--- Given records Enclosed Below ---

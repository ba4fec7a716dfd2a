//! Agent modules for the Workload Token Agent
//!
//! - `token_refresh`: exchanges a ServiceAccount token for an Entra ID access
//!   token and writes it into a Secret

pub mod token_refresh;
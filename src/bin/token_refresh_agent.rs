//! Token Refresh Agent - Standalone Binary
//!
//! Exchanges the ServiceAccount's Workload Identity token for an Entra ID
//! access token and stores it as the `password` of an Argo CD repository Secret.
//! Runs one refresh and exits, so it fits a Kubernetes CronJob.
//!
//! ## Usage
//!
//! ```bash
//! # Configuration from the environment (as deployed)
//! ARGOCD_NAMESPACE=argocd ARGOCD_SECRET=repo-creds ARGOCD_SA=argocd-sa token-refresh-agent
//!
//! # Explicit flags, JSON logs, 60 second deadline
//! token-refresh-agent --namespace argocd --secret-name repo-creds \
//!   --service-account argocd-sa --log-format json --timeout-secs 60
//! ```

use std::time::Duration;

use anyhow::{Context, Result};
use clap::{Parser, ValueEnum};
use kube::Client;
use tokio_util::sync::CancellationToken;
use tracing::{info, warn};
use tracing_subscriber::{EnvFilter, FmtSubscriber};

use workload_token_agent::agents::token_refresh::{
    config::DEFAULT_AUTHORITY_HOST, EntraTokenExchanger, KubeIdentityDirectory, KubeSecretStore,
    RefreshConfig, TokenRefresher,
};

/// Token Refresh Agent - Refresh a Secret with an Entra ID token via Workload Identity
#[derive(Parser, Debug)]
#[command(name = "token-refresh-agent", version, about)]
struct Args {
    /// Namespace containing the ServiceAccount and the Secret
    #[arg(long, env = "ARGOCD_NAMESPACE")]
    namespace: Option<String>,

    /// Secret whose `password` field receives the access token
    #[arg(long, env = "ARGOCD_SECRET")]
    secret_name: Option<String>,

    /// ServiceAccount federated with the Entra ID application
    #[arg(long, env = "ARGOCD_SA")]
    service_account: Option<String>,

    /// Entra ID authority host
    #[arg(long, env = "AZURE_AUTHORITY_HOST", default_value = DEFAULT_AUTHORITY_HOST)]
    authority_host: String,

    /// Abort the refresh after this many seconds
    #[arg(long, env = "REFRESH_TIMEOUT_SECS")]
    timeout_secs: Option<u64>,

    /// Log output format
    #[arg(long, value_enum, default_value = "text", env = "LOG_FORMAT")]
    log_format: LogFormat,

    /// Enable debug logging
    #[arg(short, long)]
    verbose: bool,
}

#[derive(Debug, Clone, ValueEnum)]
enum LogFormat {
    /// Human-readable text output
    Text,
    /// JSON output
    Json,
}

#[tokio::main(flavor = "current_thread")]
async fn main() {
    let args = Args::parse();
    init_logging(&args);

    if let Err(err) = run(args).await {
        eprintln!("Error: {:#}", err);
        std::process::exit(1);
    }

    println!("Entra ID Token generation completed");
}

async fn run(args: Args) -> Result<()> {
    let mut config = RefreshConfig::new(args.namespace, args.secret_name, args.service_account)?
        .authority_host(args.authority_host);
    if let Some(secs) = args.timeout_secs {
        config = config.timeout(Duration::from_secs(secs));
    }

    info!(
        namespace = %config.namespace,
        service_account = %config.service_account,
        secret = %config.secret_name,
        "Starting Token Refresh Agent"
    );

    let client = Client::try_default()
        .await
        .context("Failed to create Kubernetes client")?;
    let exchanger = EntraTokenExchanger::new(&config.authority_host)?;

    let cancel = CancellationToken::new();
    tokio::spawn(cancel_on_shutdown(cancel.clone(), config.timeout));

    let mut refresher = TokenRefresher::new(
        config,
        KubeIdentityDirectory::new(client.clone()),
        exchanger,
        KubeSecretStore::new(client),
    );

    let secret = refresher.run(&cancel).await?;

    info!(
        secret = secret.metadata.name.as_deref().unwrap_or("unknown"),
        resource_version = secret.metadata.resource_version.as_deref().unwrap_or("unknown"),
        "Secret refreshed successfully"
    );

    Ok(())
}

/// Cancel the refresh on Ctrl-C or once the deadline passes
async fn cancel_on_shutdown(cancel: CancellationToken, timeout: Option<Duration>) {
    let deadline = async {
        match timeout {
            Some(timeout) => tokio::time::sleep(timeout).await,
            None => std::future::pending().await,
        }
    };

    tokio::select! {
        _ = tokio::signal::ctrl_c() => warn!("Interrupt received, cancelling refresh"),
        _ = deadline => warn!("Refresh deadline elapsed, cancelling"),
        _ = cancel.cancelled() => return,
    }

    cancel.cancel();
}

fn init_logging(args: &Args) {
    let default_level = if args.verbose { "debug" } else { "info" };
    let filter =
        EnvFilter::try_from_default_env().unwrap_or_else(|_| EnvFilter::new(default_level));

    let builder = FmtSubscriber::builder()
        .with_env_filter(filter)
        .with_target(false)
        .with_writer(std::io::stderr);

    match args.log_format {
        LogFormat::Text => builder.init(),
        LogFormat::Json => builder.json().init(),
    }
}
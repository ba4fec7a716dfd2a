//! In-memory collaborators with call counters for unit tests

use std::collections::BTreeMap;
use std::sync::atomic::{AtomicUsize, Ordering};
use std::sync::Mutex;

use async_trait::async_trait;
use k8s_openapi::api::core::v1::Secret;
use k8s_openapi::apimachinery::pkg::apis::meta::v1::ObjectMeta;
use k8s_openapi::ByteString;
use secrecy::{ExposeSecret, SecretString};
use serde_json::{Map, Value};
use tokio_util::sync::CancellationToken;

use super::exchange::{AssertionSource, AssertionUnavailable, TokenExchanger};
use super::identity::{
    DirectoryError, IdentityDirectory, CLIENT_ID_ANNOTATION, TENANT_ID_ANNOTATION,
};
use super::publisher::{CredentialStore, StoreError};
use super::types::{FederatedAccessToken, IdentityBinding, TokenRefreshError};

/// Kubernetes client whose API server is the given mock server
pub fn kube_client(server: &wiremock::MockServer) -> kube::Client {
    let config = kube::Config::new(server.uri().parse().unwrap());
    kube::Client::try_from(config).unwrap()
}

/// `Status` body the API server returns for a failed request
pub fn api_status(code: u16, reason: &str, message: &str) -> Value {
    serde_json::json!({
        "kind": "Status",
        "apiVersion": "v1",
        "metadata": {},
        "status": "Failure",
        "message": message,
        "reason": reason,
        "code": code,
    })
}

/// Directory holding at most one ServiceAccount
#[derive(Default)]
pub struct FakeDirectory {
    annotations: Option<BTreeMap<String, String>>,
    token: Option<Result<String, String>>,
    lookups: AtomicUsize,
    issued: Mutex<Vec<Vec<String>>>,
}

impl FakeDirectory {
    pub fn missing() -> Self {
        Self::default()
    }

    pub fn with_annotations<const N: usize>(annotations: [(&str, &str); N]) -> Self {
        Self {
            annotations: Some(
                annotations
                    .into_iter()
                    .map(|(k, v)| (k.to_string(), v.to_string()))
                    .collect(),
            ),
            ..Default::default()
        }
    }

    pub fn annotated(tenant_id: &str, client_id: &str) -> Self {
        Self::with_annotations([
            (TENANT_ID_ANNOTATION, tenant_id),
            (CLIENT_ID_ANNOTATION, client_id),
        ])
    }

    pub fn issuing(mut self, token: &str) -> Self {
        self.token = Some(Ok(token.to_string()));
        self
    }

    pub fn failing_issuance(mut self, reason: &str) -> Self {
        self.token = Some(Err(reason.to_string()));
        self
    }

    pub fn lookup_calls(&self) -> usize {
        self.lookups.load(Ordering::SeqCst)
    }

    pub fn issue_calls(&self) -> usize {
        self.issued.lock().unwrap().len()
    }

    pub fn issued_audiences(&self) -> Vec<Vec<String>> {
        self.issued.lock().unwrap().clone()
    }
}

#[async_trait]
impl IdentityDirectory for FakeDirectory {
    async fn lookup_principal(
        &self,
        _namespace: &str,
        _name: &str,
    ) -> Result<BTreeMap<String, String>, DirectoryError> {
        self.lookups.fetch_add(1, Ordering::SeqCst);
        self.annotations.clone().ok_or(DirectoryError::NotFound)
    }

    async fn issue_token(
        &self,
        _namespace: &str,
        _name: &str,
        audiences: &[String],
    ) -> Result<String, DirectoryError> {
        self.issued.lock().unwrap().push(audiences.to_vec());
        match &self.token {
            Some(Ok(token)) => Ok(token.clone()),
            Some(Err(reason)) => Err(DirectoryError::Request(reason.clone())),
            None => Err(DirectoryError::NotFound),
        }
    }
}

/// Fixed assertion that counts how often it is asked for
pub struct CountingAssertion {
    value: String,
    calls: AtomicUsize,
}

impl CountingAssertion {
    pub fn new(value: &str) -> Self {
        Self {
            value: value.to_string(),
            calls: AtomicUsize::new(0),
        }
    }

    pub fn calls(&self) -> usize {
        self.calls.load(Ordering::SeqCst)
    }
}

#[async_trait]
impl AssertionSource for CountingAssertion {
    async fn provide(&self) -> Result<SecretString, AssertionUnavailable> {
        self.calls.fetch_add(1, Ordering::SeqCst);
        Ok(SecretString::new(self.value.clone()))
    }
}

pub struct FailingAssertion;

#[async_trait]
impl AssertionSource for FailingAssertion {
    async fn provide(&self) -> Result<SecretString, AssertionUnavailable> {
        Err(AssertionUnavailable("token file missing".to_string()))
    }
}

/// How a `FakeExchanger` answers
pub enum ExchangeBehavior {
    Issue(String),
    Reject(String),
    /// Cancel the run's token, then never complete
    CancelAndHang(CancellationToken),
}

pub struct FakeExchanger {
    behavior: ExchangeBehavior,
    calls: AtomicUsize,
    seen: Mutex<Vec<(IdentityBinding, String)>>,
}

impl FakeExchanger {
    pub fn new(behavior: ExchangeBehavior) -> Self {
        Self {
            behavior,
            calls: AtomicUsize::new(0),
            seen: Mutex::new(Vec::new()),
        }
    }

    pub fn calls(&self) -> usize {
        self.calls.load(Ordering::SeqCst)
    }

    /// Bindings and assertions received, in call order
    pub fn seen(&self) -> Vec<(IdentityBinding, String)> {
        self.seen.lock().unwrap().clone()
    }
}

#[async_trait]
impl TokenExchanger for FakeExchanger {
    async fn exchange(
        &self,
        binding: &IdentityBinding,
        assertion: &dyn AssertionSource,
    ) -> Result<FederatedAccessToken, TokenRefreshError> {
        self.calls.fetch_add(1, Ordering::SeqCst);
        let assertion = assertion
            .provide()
            .await
            .map_err(|e| TokenRefreshError::ExchangeFailed(e.to_string()))?;
        self.seen
            .lock()
            .unwrap()
            .push((binding.clone(), assertion.expose_secret().clone()));

        match &self.behavior {
            ExchangeBehavior::Issue(token) => Ok(FederatedAccessToken::new(token.clone(), Some(3599))),
            ExchangeBehavior::Reject(reason) => Err(TokenRefreshError::ExchangeFailed(reason.clone())),
            ExchangeBehavior::CancelAndHang(cancel) => {
                cancel.cancel();
                std::future::pending().await
            }
        }
    }
}

/// Secret store applying JSON merge patches (RFC 7386) to stored Secrets
#[derive(Default)]
pub struct MemorySecretStore {
    secrets: Mutex<BTreeMap<(String, String), Secret>>,
    patches: AtomicUsize,
    fail_with: Option<String>,
}

impl MemorySecretStore {
    pub fn with_secret<const N: usize>(namespace: &str, name: &str, data: [(&str, &str); N]) -> Self {
        let secret = Secret {
            metadata: ObjectMeta {
                name: Some(name.to_string()),
                namespace: Some(namespace.to_string()),
                resource_version: Some("1".to_string()),
                ..Default::default()
            },
            data: Some(
                data.into_iter()
                    .map(|(k, v)| (k.to_string(), ByteString(v.as_bytes().to_vec())))
                    .collect(),
            ),
            ..Default::default()
        };

        let store = Self::default();
        store
            .secrets
            .lock()
            .unwrap()
            .insert((namespace.to_string(), name.to_string()), secret);
        store
    }

    pub fn failing(mut self, reason: &str) -> Self {
        self.fail_with = Some(reason.to_string());
        self
    }

    pub fn get(&self, namespace: &str, name: &str) -> Option<Secret> {
        self.secrets
            .lock()
            .unwrap()
            .get(&(namespace.to_string(), name.to_string()))
            .cloned()
    }

    /// Decoded value of one data field
    pub fn field(&self, namespace: &str, name: &str, key: &str) -> Option<String> {
        let secret = self.get(namespace, name)?;
        let value = secret.data?.remove(key)?;
        String::from_utf8(value.0).ok()
    }

    pub fn patch_calls(&self) -> usize {
        self.patches.load(Ordering::SeqCst)
    }
}

#[async_trait]
impl CredentialStore for MemorySecretStore {
    async fn patch_secret(
        &self,
        namespace: &str,
        name: &str,
        merge_patch: &Value,
    ) -> Result<Secret, StoreError> {
        self.patches.fetch_add(1, Ordering::SeqCst);
        if let Some(reason) = &self.fail_with {
            return Err(StoreError(reason.clone()));
        }

        let mut secrets = self.secrets.lock().unwrap();
        let key = (namespace.to_string(), name.to_string());
        let current = secrets
            .get(&key)
            .ok_or_else(|| StoreError(format!("secrets \"{}\" not found", name)))?;

        let mut document = serde_json::to_value(current).map_err(|e| StoreError(e.to_string()))?;
        merge(&mut document, merge_patch);
        let updated: Secret =
            serde_json::from_value(document).map_err(|e| StoreError(e.to_string()))?;

        secrets.insert(key, updated.clone());
        Ok(updated)
    }
}

fn merge(target: &mut Value, patch: &Value) {
    let Value::Object(patch) = patch else {
        *target = patch.clone();
        return;
    };
    if !target.is_object() {
        *target = Value::Object(Map::new());
    }
    if let Value::Object(target) = target {
        for (key, value) in patch {
            if value.is_null() {
                target.remove(key);
            } else {
                merge(target.entry(key.clone()).or_insert(Value::Null), value);
            }
        }
    }
}
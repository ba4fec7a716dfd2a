//! Entra ID token exchange
//!
//! Trades a projected ServiceAccount token for an Entra ID access token using
//! the OAuth2 client credentials grant with a JWT bearer client assertion.

use std::time::Duration;

use anyhow::{Context, Result};
use async_trait::async_trait;
use secrecy::{ExposeSecret, SecretString};
use serde::Deserialize;
use thiserror::Error;
use tracing::{debug, info};

use super::types::{FederatedAccessToken, IdentityBinding, ProjectedToken, TokenRefreshError};

/// Azure DevOps resource the access token is requested for
pub const AZURE_DEVOPS_RESOURCE_ID: &str = "499b84ac-1321-427f-aa17-267ca6975798";

/// Scope suffix Entra ID requires on resource identifiers
pub const DEFAULT_SCOPE_SUFFIX: &str = ".default";

const CLIENT_ASSERTION_TYPE: &str = "urn:ietf:params:oauth:client-assertion-type:jwt-bearer";

/// Express a resource identifier as an OAuth2 scope
///
/// Appends `/.default` unless the identifier already carries the suffix.
pub fn default_scope(resource: &str) -> String {
    if resource.contains(DEFAULT_SCOPE_SUFFIX) {
        resource.to_string()
    } else {
        format!("{}/{}", resource, DEFAULT_SCOPE_SUFFIX)
    }
}

/// The client assertion could not be produced
#[derive(Debug, Error)]
#[error("client assertion unavailable: {0}")]
pub struct AssertionUnavailable(pub String);

/// Supplies the signed assertion presented as the client credential
///
/// Called once per exchange attempt; implementations must not cache across calls.
#[async_trait]
pub trait AssertionSource: Send + Sync {
    async fn provide(&self) -> Result<SecretString, AssertionUnavailable>;
}

/// Assertion backed by the projected token issued for this run
pub struct ProjectedAssertion {
    token: SecretString,
}

impl From<ProjectedToken> for ProjectedAssertion {
    fn from(token: ProjectedToken) -> Self {
        Self {
            token: token.into_secret(),
        }
    }
}

#[async_trait]
impl AssertionSource for ProjectedAssertion {
    async fn provide(&self) -> Result<SecretString, AssertionUnavailable> {
        Ok(SecretString::new(self.token.expose_secret().clone()))
    }
}

/// Exchanges a client assertion for a federated access token
#[async_trait]
pub trait TokenExchanger: Send + Sync {
    async fn exchange(
        &self,
        binding: &IdentityBinding,
        assertion: &dyn AssertionSource,
    ) -> Result<FederatedAccessToken, TokenRefreshError>;
}

#[derive(Debug, Deserialize)]
struct TokenResponse {
    access_token: String,
    #[serde(default)]
    token_type: Option<String>,
    #[serde(default)]
    expires_in: Option<u64>,
}

#[derive(Debug, Deserialize)]
struct TokenErrorResponse {
    error: String,
    #[serde(default)]
    error_description: Option<String>,
}

/// `TokenExchanger` talking to the Entra ID v2.0 token endpoint
pub struct EntraTokenExchanger {
    http_client: reqwest::Client,
    authority_host: String,
    resource_id: String,
}

impl EntraTokenExchanger {
    /// Create an exchanger for the given authority host
    pub fn new(authority_host: &str) -> Result<Self> {
        let http_client = reqwest::Client::builder()
            .timeout(Duration::from_secs(30))
            .build()
            .context("Failed to create HTTP client")?;

        Ok(Self {
            http_client,
            authority_host: authority_host.trim_end_matches('/').to_string(),
            resource_id: AZURE_DEVOPS_RESOURCE_ID.to_string(),
        })
    }

    /// Token endpoint for a tenant
    pub fn token_endpoint(&self, tenant_id: &str) -> String {
        format!("{}/{}/oauth2/v2.0/token", self.authority_host, tenant_id)
    }
}

#[async_trait]
impl TokenExchanger for EntraTokenExchanger {
    async fn exchange(
        &self,
        binding: &IdentityBinding,
        assertion: &dyn AssertionSource,
    ) -> Result<FederatedAccessToken, TokenRefreshError> {
        let assertion = assertion
            .provide()
            .await
            .map_err(|e| TokenRefreshError::ExchangeFailed(e.to_string()))?;
        let scope = default_scope(&self.resource_id);
        let token_url = self.token_endpoint(&binding.tenant_id);

        debug!(
            token_url = %token_url,
            client_id = %binding.client_id,
            scope = %scope,
            "Requesting Entra ID access token"
        );

        let form = [
            ("grant_type", "client_credentials"),
            ("client_id", binding.client_id.as_str()),
            ("client_assertion_type", CLIENT_ASSERTION_TYPE),
            ("client_assertion", assertion.expose_secret().as_str()),
            ("scope", scope.as_str()),
        ];

        let response = self
            .http_client
            .post(&token_url)
            .form(&form)
            .send()
            .await
            .map_err(|e| {
                TokenRefreshError::ExchangeFailed(redact(
                    &format!("request to {} failed: {}", token_url, e),
                    &assertion,
                ))
            })?;

        let status = response.status();
        if !status.is_success() {
            let body = response.text().await.unwrap_or_default();
            let detail = match serde_json::from_str::<TokenErrorResponse>(&body) {
                Ok(err) => match err.error_description {
                    Some(description) => format!("{}: {}", err.error, description),
                    None => err.error,
                },
                Err(_) => body_excerpt(&redact(&body, &assertion)),
            };
            return Err(TokenRefreshError::ExchangeFailed(redact(
                &format!("Entra ID returned {}: {}", status, detail),
                &assertion,
            )));
        }

        let token: TokenResponse = response.json().await.map_err(|e| {
            TokenRefreshError::ExchangeFailed(format!("failed to parse token response: {}", e))
        })?;

        if token.access_token.is_empty() {
            return Err(TokenRefreshError::ExchangeFailed(
                "token response carried an empty access_token".to_string(),
            ));
        }

        info!(
            tenant_id = %binding.tenant_id,
            client_id = %binding.client_id,
            token_type = token.token_type.as_deref().unwrap_or("unknown"),
            expires_in = ?token.expires_in,
            "Entra ID access token obtained"
        );

        Ok(FederatedAccessToken::new(token.access_token, token.expires_in))
    }
}

const ERROR_BODY_LIMIT: usize = 256;

fn body_excerpt(body: &str) -> String {
    let body = body.trim();
    if body.is_empty() {
        return "empty response body".to_string();
    }
    match body.char_indices().nth(ERROR_BODY_LIMIT) {
        Some((end, _)) => format!("{}...", &body[..end]),
        None => body.to_string(),
    }
}

fn redact(message: &str, assertion: &SecretString) -> String {
    let raw = assertion.expose_secret();
    if raw.is_empty() {
        message.to_string()
    } else {
        message.replace(raw.as_str(), "[REDACTED]")
    }
}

--- End of Enclosed Given records ---

● Task goal
Your task is to restate, word for word, only those lines above that fall between the line holding "pub fn failing(mut" and the line holding "pub fn patch_calls(&self)", inclusive.

● Answer to this task
    pub fn failing(mut self, reason: &str) -> Self {
        self.fail_with = Some(reason.to_string());
        self
    }

    pub fn get(&self, namespace: &str, name: &str) -> Option<Secret> {
        self.secrets
            .lock()
            .unwrap()
            .get(&(namespace.to_string(), name.to_string()))
            .cloned()
    }

    /// Decoded value of one data field
    pub fn field(&self, namespace: &str, name: &str, key: &str) -> Option<String> {
        let secret = self.get(namespace, name)?;
        let value = secret.data?.remove(key)?;
        String::from_utf8(value.0).ok()
    }

    pub fn patch_calls(&self) -> usize {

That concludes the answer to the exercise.